Sınava giren öğrenci sayısının çok fazla olması nedeniyle bir zorunluluk olarak uygulanan çoktan seçmeli sorularla öğrencilerin analiz, sentez ve değerlendirme yapabilme yeteneklerini ölçmek son derece zorlaşmaktadır. Ayrıca adayların ana dillerinde sözlü ve yazılı olarak kendilerini ifade etme becerilerinin ölçülmesi gerçekleştirilememektedir." Üniversiteye giriş sınavında 2 milyona yaklaşan adaylardan yalnızca yüzde 20'sinin yükseköğretime yerleştirildiği bir merkezi sınav yapıldığı belirtilen raporda, "Merkezi sınav, yol açtığı yarış nedeniyle ortaöğretimde sınavı amaç, eğitimi araç durumuna getirmiştir. Bu nedenle sistem kendini ifade etmede zorlanan, sorun çözme becerisi yeterince gelişmemiş, sosyal etkinlik deneyimi olmayan, toplumdan kopuk, ortaöğretimin temel amaçlarıyla yoğrulmamış bir lise mezunu profilinin yetişmesine yol açmaktadır" denildi.

SINAVLARLA İLGİLİ ÖNERİLER

Raporda, ortaöğretimden yükseköğretime geçiş sürecine yönelik önerilere yer verildi.

1974 yılında uygulamaya konulan merkez sınav sisteminin en önemli özelliğinin sınavın ve yerleştirmenin merkezi yapılması olduğu kaydedilen raporda, sistemin, toplumun güvenini sağladığı vurgulandı. Konuyla ilgili önerilen düzenlemelerin, "sınavın teknik yönden değiştirilmesinin çok ötesinde olduğu" dile getirilen raporda, "Dolayısıyla bu değişikliğin ortaöğretim ve yükseköğretimin yeniden yapılandırılması kapsamında bir bütünlük içinde ele alınması daha akılcı bir yol olarak görülmektedir.

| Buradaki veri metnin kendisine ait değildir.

use std::io::Write;
use std::path::Path;

use codeqa_rag::FailurePolicy;
use codeqa_store::Metric;
use serial_test::serial;

use super::*;
use crate::vault::MockVaultProvider;

const ENV_KEYS: [&str; 24] = [
    "CODEQA_LLM_PROVIDER",
    "CODEQA_LLM_BASE_URL",
    "CODEQA_LLM_MODEL",
    "CODEQA_LLM_EMBEDDING_MODEL",
    "CODEQA_LLM_MAX_TOKENS",
    "CODEQA_VECTOR_STORE_BACKEND",
    "CODEQA_QDRANT_URL",
    "CODEQA_COLLECTION",
    "CODEQA_DIMENSION",
    "CODEQA_METRIC",
    "CODEQA_TOP_K",
    "CODEQA_CORPUS_PATH",
    "CODEQA_CODE_FIELD",
    "CODEQA_INDEX_LIMIT",
    "CODEQA_INDEX_CONCURRENCY",
    "CODEQA_FAILURE_POLICY",
    "CODEQA_RETRY_MAX_ATTEMPTS",
    "CODEQA_TIMEOUT_EMBEDDING",
    "CODEQA_TIMEOUT_VECTOR_STORE",
    "CODEQA_TIMEOUT_CHAT",
    "CODEQA_TIMEOUT_REQUEST",
    "CODEQA_GATEWAY_BIND",
    "CODEQA_GATEWAY_PORT",
    "CODEQA_GATEWAY_MAX_BODY",
];

fn clear_env() {
    for key in ENV_KEYS {
        unsafe { std::env::remove_var(key) };
    }
}

#[test]
#[serial]
fn defaults_when_file_missing() {
    clear_env();
    let config = Config::load(Path::new("/nonexistent/codeqa.toml")).unwrap();
    assert_eq!(config.llm.provider, ProviderKind::OpenAi);
    assert_eq!(config.llm.model, "gpt-3.5-turbo");
    assert_eq!(config.llm.embedding_model, "text-embedding-ada-002");
    assert_eq!(config.vector_store.backend, StoreBackend::Qdrant);
    assert_eq!(config.vector_store.collection, "code-assistant");
    assert_eq!(config.vector_store.dimension, 1536);
    assert_eq!(config.vector_store.metric, Metric::Cosine);
    assert_eq!(config.retrieval.top_k, 3);
    assert_eq!(config.indexer.limit, Some(1000));
    assert_eq!(config.indexer.concurrency, 4);
    assert_eq!(config.gateway.max_body_size, 1_048_576);
    config.validate().unwrap();
}

#[test]
#[serial]
fn parses_toml_sections() {
    clear_env();
    let mut file = tempfile::NamedTempFile::new().unwrap();
    write!(
        file,
        r#"
[llm]
provider = "mock"
model = "gpt-4o-mini"

[vector_store]
backend = "memory"
collection = "snippets"
dimension = 8
metric = "dot"

[retrieval]
top_k = 5

[indexer]
code_field = "whole_func_string"
concurrency = 2
failure_policy = "abort"

[retry]
max_attempts = 5
base_delay_ms = 10
max_delay_ms = 100

[gateway]
port = 9000
"#
    )
    .unwrap();

    let config = Config::load(file.path()).unwrap();
    assert_eq!(config.llm.provider, ProviderKind::Mock);
    assert_eq!(config.llm.model, "gpt-4o-mini");
    assert_eq!(config.llm.embedding_model, "text-embedding-ada-002");
    assert_eq!(config.vector_store.backend, StoreBackend::Memory);
    assert_eq!(config.vector_store.dimension, 8);
    assert_eq!(config.vector_store.metric, Metric::Dot);
    assert_eq!(config.retrieval.top_k, 5);
    assert_eq!(config.indexer.code_field, "whole_func_string");
    assert_eq!(config.indexer.failure_policy, FailurePolicy::Abort);
    assert_eq!(config.retry.max_attempts, 5);
    assert_eq!(config.gateway.port, 9000);
    assert_eq!(config.gateway.bind, "127.0.0.1");
}

#[test]
#[serial]
fn malformed_toml_is_an_error() {
    clear_env();
    let mut file = tempfile::NamedTempFile::new().unwrap();
    write!(file, "[llm\nmodel = ").unwrap();
    assert!(Config::load(file.path()).is_err());
}

#[test]
#[serial]
fn env_overrides_apply() {
    clear_env();
    unsafe {
        std::env::set_var("CODEQA_LLM_PROVIDER", "mock");
        std::env::set_var("CODEQA_QDRANT_URL", "http://qdrant:6334");
        std::env::set_var("CODEQA_DIMENSION", "384");
        std::env::set_var("CODEQA_METRIC", "euclid");
        std::env::set_var("CODEQA_TOP_K", "7");
        std::env::set_var("CODEQA_INDEX_LIMIT", "0");
        std::env::set_var("CODEQA_FAILURE_POLICY", "abort");
        std::env::set_var("CODEQA_TIMEOUT_REQUEST", "15");
        std::env::set_var("CODEQA_GATEWAY_PORT", "8181");
    }
    let config = Config::load(Path::new("/nonexistent/codeqa.toml")).unwrap();
    clear_env();

    assert_eq!(config.llm.provider, ProviderKind::Mock);
    assert_eq!(config.vector_store.url, "http://qdrant:6334");
    assert_eq!(config.vector_store.dimension, 384);
    assert_eq!(config.vector_store.metric, Metric::Euclid);
    assert_eq!(config.retrieval.top_k, 7);
    assert_eq!(config.indexer.limit, None);
    assert_eq!(config.indexer.failure_policy, FailurePolicy::Abort);
    assert_eq!(config.timeouts.request_secs, 15);
    assert_eq!(config.gateway.port, 8181);
}

#[test]
#[serial]
fn invalid_env_values_are_ignored() {
    clear_env();
    unsafe {
        std::env::set_var("CODEQA_LLM_PROVIDER", "claude");
        std::env::set_var("CODEQA_DIMENSION", "lots");
        std::env::set_var("CODEQA_GATEWAY_PORT", "99999");
    }
    let config = Config::load(Path::new("/nonexistent/codeqa.toml")).unwrap();
    clear_env();

    assert_eq!(config.llm.provider, ProviderKind::OpenAi);
    assert_eq!(config.vector_store.dimension, 1536);
    assert_eq!(config.gateway.port, 8090);
}

#[test]
fn validate_rejects_zero_values() {
    let mut config = Config::default();
    config.vector_store.dimension = 0;
    assert!(config.validate().is_err());

    let mut config = Config::default();
    config.indexer.concurrency = 0;
    assert!(config.validate().is_err());

    let mut config = Config::default();
    config.retrieval.top_k = 0;
    assert!(config.validate().is_err());

    let mut config = Config::default();
    config.retry.max_attempts = 0;
    assert!(config.validate().is_err());

    let mut config = Config::default();
    config.timeouts.chat_secs = 0;
    assert!(config.validate().is_err());
}

#[test]
fn retry_policy_from_config() {
    let mut retry = RetryConfig::default();
    let policy = retry.policy();
    assert_eq!(policy.max_attempts, 3);
    assert_eq!(policy.overall_timeout, Some(std::time::Duration::from_secs(60)));

    retry.overall_timeout_secs = 0;
    assert!(retry.policy().overall_timeout.is_none());
}

#[tokio::test]
async fn secrets_resolve_with_openai_fallback() {
    let vault = MockVaultProvider::default()
        .with_secret("OPENAI_API_KEY", "sk-fallback")
        .with_secret("CODEQA_GATEWAY_TOKEN", "gw");
    let mut config = Config::default();
    config.resolve_secrets(&vault).await.unwrap();
    assert_eq!(
        config.secrets.openai_api_key.as_ref().unwrap().expose(),
        "sk-fallback"
    );
    assert_eq!(config.secrets.gateway_token.as_ref().unwrap().expose(), "gw");
    assert!(config.secrets.qdrant_api_key.is_none());

    let vault = MockVaultProvider::default()
        .with_secret("OPENAI_API_KEY", "sk-fallback")
        .with_secret("CODEQA_OPENAI_API_KEY", "sk-primary");
    let mut config = Config::default();
    config.resolve_secrets(&vault).await.unwrap();
    assert_eq!(
        config.secrets.openai_api_key.as_ref().unwrap().expose(),
        "sk-primary"
    );
}

#[test]
fn secrets_are_redacted_in_debug() {
    let mut config = Config::default();
    config.secrets.openai_api_key = Some(crate::vault::Secret::new("sk-very-secret"));
    let dbg = format!("{config:?}");
    assert!(!dbg.contains("sk-very-secret"));
}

Geçiş probleminin çözümünde sistemin bütünlüğünün gözönüne alınması gereği kabul edilince, yapılacak önerilerin de tüm sistemi kapsayacak biçimde geliştirilmesi gerekmektedir" belirlemesi yapıldı.

Ortaöğretimden yükseköğretime geçiş süreciyle ilgili de raporda şu öneriler sıralandı:

- Ortaöğretimi bitirme sınavı konulmalı, - Erken yaşta yönlendirme yapılması için 4 yıllık ortaöğretim programının ilk 2 yılının ortak müfredattan oluştuğu düşünülerek, ortaöğretim 10. sınıf sonunda alan belirleme ve yönlendirme sınavı konmalı, - Yükseköğretim kontenjanının artırılması için örgün öğretimde program niteliğine ve derslerin özelliklerine göre bazı dersler e-öğrenme yoluyla yapılmalı. Ortaöğretim bitirme sınavının uygulamaya girmesi halinde bu sınavda başarılı olan öğrencilere açık öğrenime ve örgün eğitimin bazı programlarına doğrudan girme hakkı tanınmalı, - Mesleki eğitim özendirici hale getirilmeli, - Yükseköğretime seçme ve yerleştirme sistemi yeniden düzenlenmeli.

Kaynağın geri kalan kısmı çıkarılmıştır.